Because I’ve seen the effects of language in a professional capacity, I don’t recommend blunt force verbal trauma applied to a person or a situation in the name of honesty or “tough love.” I think that “tough love” can only work when the people involved have an established intimacy–family, close friends, lovers–so that the reality of truly committed caring is what enables the troubled person to hear the stark truth. That caring will come through nonverbal and visual cues, to soften the pain of the words.

I do believe in the necessity of stark truths, yes, but how these truths are conveyed can vary. Stark truths can be delivered with surgical precision and timing, with compassion and empathy based on how much that person is capable of hearing and listening in that moment. Otherwise, what remains may be emotions of shame, embarrassment or anger and not the important truth that needed to be heard or acted upon.

In some cases, language which is too blunt may be received as aggressive and uncaring.

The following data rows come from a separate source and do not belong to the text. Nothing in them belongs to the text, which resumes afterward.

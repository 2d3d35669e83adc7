//! Error types for RouteDemo

use thiserror::Error;

/// Result type alias using RouteDemo Error
pub type Result<T> = std::result::Result<T, Error>;

/// RouteDemo error types
#[derive(Error, Debug)]
pub enum Error {
    #[error("Serialization error: {0}")]
    Serialization(#[from] serde_json::Error),

    #[error("Unknown endpoint: {0}")]
    UnknownEndpoint(String),

    #[error("Invalid configuration: {0}")]
    InvalidConfig(String),
}
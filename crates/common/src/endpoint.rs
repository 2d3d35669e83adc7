//! Static endpoint catalog supplied to the client driver.

use serde::{Deserialize, Serialize};

use crate::error::{Error, Result};
use crate::mechanism::{HONO, NATIVE};

/// One selectable demo endpoint. Defined at startup, immutable.
#[derive(Debug, Clone, Serialize, Deserialize, PartialEq, Eq)]
pub struct EndpointDescriptor {
    /// Unique short identifier within the catalog.
    pub id: String,
    /// Fixed path to invoke.
    pub url: String,
    /// Human label used in log lines.
    pub display_name: String,
    /// One-line blurb about the routing mechanism.
    pub description: String,
}

/// The full catalog: one descriptor per supported routing mechanism.
pub fn catalog() -> Vec<EndpointDescriptor> {
    vec![
        EndpointDescriptor {
            id: "native".to_string(),
            url: NATIVE.path.to_string(),
            display_name: NATIVE.label.to_string(),
            description: "Uses standard request/response handling directly.".to_string(),
        },
        EndpointDescriptor {
            id: "hono".to_string(),
            url: HONO.path.to_string(),
            display_name: "Hono Framework".to_string(),
            description: "Mounts a full sub-application inside a single route prefix.".to_string(),
        },
    ]
}

/// Look up a descriptor by id.
pub fn find_endpoint(id: &str) -> Result<EndpointDescriptor> {
    catalog()
        .into_iter()
        .find(|endpoint| endpoint.id == id)
        .ok_or_else(|| Error::UnknownEndpoint(id.to_string()))
}
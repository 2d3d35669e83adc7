//! Sub-application mounted at a fixed path prefix.
//!
//! An independently composable router nested at `/api/hono`. It exposes one
//! GET route and a catch-all that answers every other path under the prefix
//! with a structured JSON 404 echoing the requested path.

use std::sync::Arc;

use axum::{
    extract::{OriginalUri, State},
    http::StatusCode,
    response::IntoResponse,
    routing::get,
    Json, Router,
};
use tracing::info;

use routedemo_common::mechanism::{HONO, ROUTE_NOT_FOUND_ERROR};
use routedemo_common::payload::{DemoPayload, RouteNotFoundBody};

use crate::server::DemoServerConfig;

/// Build the sub-router. State is applied by the parent router.
pub fn hono_router() -> Router<Arc<DemoServerConfig>> {
    Router::new()
        .route("/data", get(data_handler))
        .fallback(hono_not_found_handler)
}

async fn data_handler(State(config): State<Arc<DemoServerConfig>>) -> impl IntoResponse {
    // Simulate database processing latency
    tokio::time::sleep(config.hono_delay).await;

    info!(framework = HONO.label, path = HONO.path, "answered demo request");
    Json(DemoPayload::new(&HONO))
}

/// Catch-all for unmatched paths under the prefix. `OriginalUri` carries
/// the full request path, prefix included.
async fn hono_not_found_handler(OriginalUri(uri): OriginalUri) -> impl IntoResponse {
    (
        StatusCode::NOT_FOUND,
        Json(RouteNotFoundBody {
            error: ROUTE_NOT_FOUND_ERROR.to_string(),
            path: uri.path().to_string(),
        }),
    )
}
//! Demo client driver
//!
//! Drives one demo request at a time: appends a log line when the request
//! is sent, measures the round trip with a wall clock, and on completion
//! either replaces the displayed record or appends an error line. Failures
//! never propagate past the driver.

use std::time::Instant;

use thiserror::Error;
use tokio::sync::RwLock;
use tracing::debug;

use routedemo_common::endpoint::EndpointDescriptor;
use routedemo_common::payload::{DemoPayload, ResponseRecord};

/// Client-side failure taxonomy. Both kinds terminate in a log line.
#[derive(Debug, Error)]
pub enum DriverError {
    /// The request could not complete at the transport level.
    #[error("transport failure: {0}")]
    Transport(String),

    /// The response body was not valid JSON of the expected shape.
    #[error("decode failure: {0}")]
    Decode(String),
}

/// Result of one driver invocation.
#[derive(Debug)]
pub enum FetchOutcome {
    /// Round trip succeeded; the record now carries the measured latency.
    Completed(ResponseRecord),
    /// A request was already pending; nothing was issued.
    Ignored,
    /// Transport or decode failure; the previous record is untouched.
    Failed(DriverError),
}

struct DriverState {
    pending: bool,
    latest: Option<ResponseRecord>,
    /// Newest entries first, unbounded for the session.
    logs: Vec<String>,
}

/// Single-flight demo request driver.
pub struct DemoDriver {
    http: reqwest::Client,
    base_url: String,
    state: RwLock<DriverState>,
}

impl DemoDriver {
    pub fn new(base_url: impl Into<String>) -> Self {
        let base_url = base_url.into().trim_end_matches('/').to_string();
        Self {
            http: reqwest::Client::new(),
            base_url,
            state: RwLock::new(DriverState {
                pending: false,
                latest: None,
                logs: Vec::new(),
            }),
        }
    }

    /// Issue a GET against the endpoint and record the outcome.
    ///
    /// Re-entrant selection while a request is outstanding is a no-op:
    /// no second request is issued and no log line is appended.
    pub async fn fetch_and_record(&self, endpoint: &EndpointDescriptor) -> FetchOutcome {
        {
            let mut state = self.state.write().await;
            if state.pending {
                debug!(endpoint = %endpoint.id, "request already pending, ignoring selection");
                return FetchOutcome::Ignored;
            }
            state.pending = true;
            state.logs.insert(
                0,
                format!(
                    "[{}] Request sent to {}...",
                    endpoint.display_name, endpoint.url
                ),
            );
        }

        let url = format!("{}{}", self.base_url, endpoint.url);
        let start = Instant::now();
        let result = self.issue(&url).await;
        // Whole milliseconds, measured from just before the request to
        // just after the full body is decoded.
        let elapsed_ms = start.elapsed().as_millis() as u64;

        let mut state = self.state.write().await;
        state.pending = false;
        match result {
            Ok(payload) => {
                let record = ResponseRecord::from_payload(payload, elapsed_ms);
                state.logs.insert(
                    0,
                    format!(
                        "[{}] Response received in {}ms",
                        endpoint.display_name, elapsed_ms
                    ),
                );
                state.latest = Some(record.clone());
                FetchOutcome::Completed(record)
            }
            Err(err) => {
                state.logs.insert(0, format!("[ERROR] Failed to fetch: {err}"));
                FetchOutcome::Failed(err)
            }
        }
    }

    async fn issue(&self, url: &str) -> Result<DemoPayload, DriverError> {
        let response = self
            .http
            .get(url)
            .send()
            .await
            .map_err(|e| DriverError::Transport(e.to_string()))?;
        let bytes = response
            .bytes()
            .await
            .map_err(|e| DriverError::Transport(e.to_string()))?;
        serde_json::from_slice(&bytes).map_err(|e| DriverError::Decode(e.to_string()))
    }

    /// Whether a request is currently outstanding.
    pub async fn is_pending(&self) -> bool {
        self.state.read().await.pending
    }

    /// The most recent successful round trip, if any.
    pub async fn latest(&self) -> Option<ResponseRecord> {
        self.state.read().await.latest.clone()
    }

    /// The full log feed, newest first.
    pub async fn logs(&self) -> Vec<String> {
        self.state.read().await.logs.clone()
    }
}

This is a good article about the effects of aggressive and/or abusive language.  The article references studies which show “the circuitry for physical and emotional pain appears to be the same” and also that “the effect of verbal aggression is greater than the expression of love.”

All things considered, I feel that erring on the side of caring or indirect language is generally a more responsible and effective way to communicate.

A Perfect Case for Ho’oponopono

I know that most people have said stupid and hurtful things when they’ve been hurt themselves. My “love affair” with Hawai’i and with a particular person there ended with a last example of words meant to “kill.”

There were a few days at the end of last year when I actually thought we would reconcile, under somewhat different circumstances. During that time I confided about my new spiritual path and how rewarding I was finding it. But when it became obvious that reconciliation was not going to happen after all, it was painful. My former love, a life-long opponent of the “blood quantum” policies that adversely affected him and many Kanaka Maoli (Hawaiians), declared that his kids, who are part Scandinavian, have more blood-right to my current spiritual practices than I do, because they have more Scandinavian DNA. It was probably the strangest and most unexpected parting shot I could have imagined.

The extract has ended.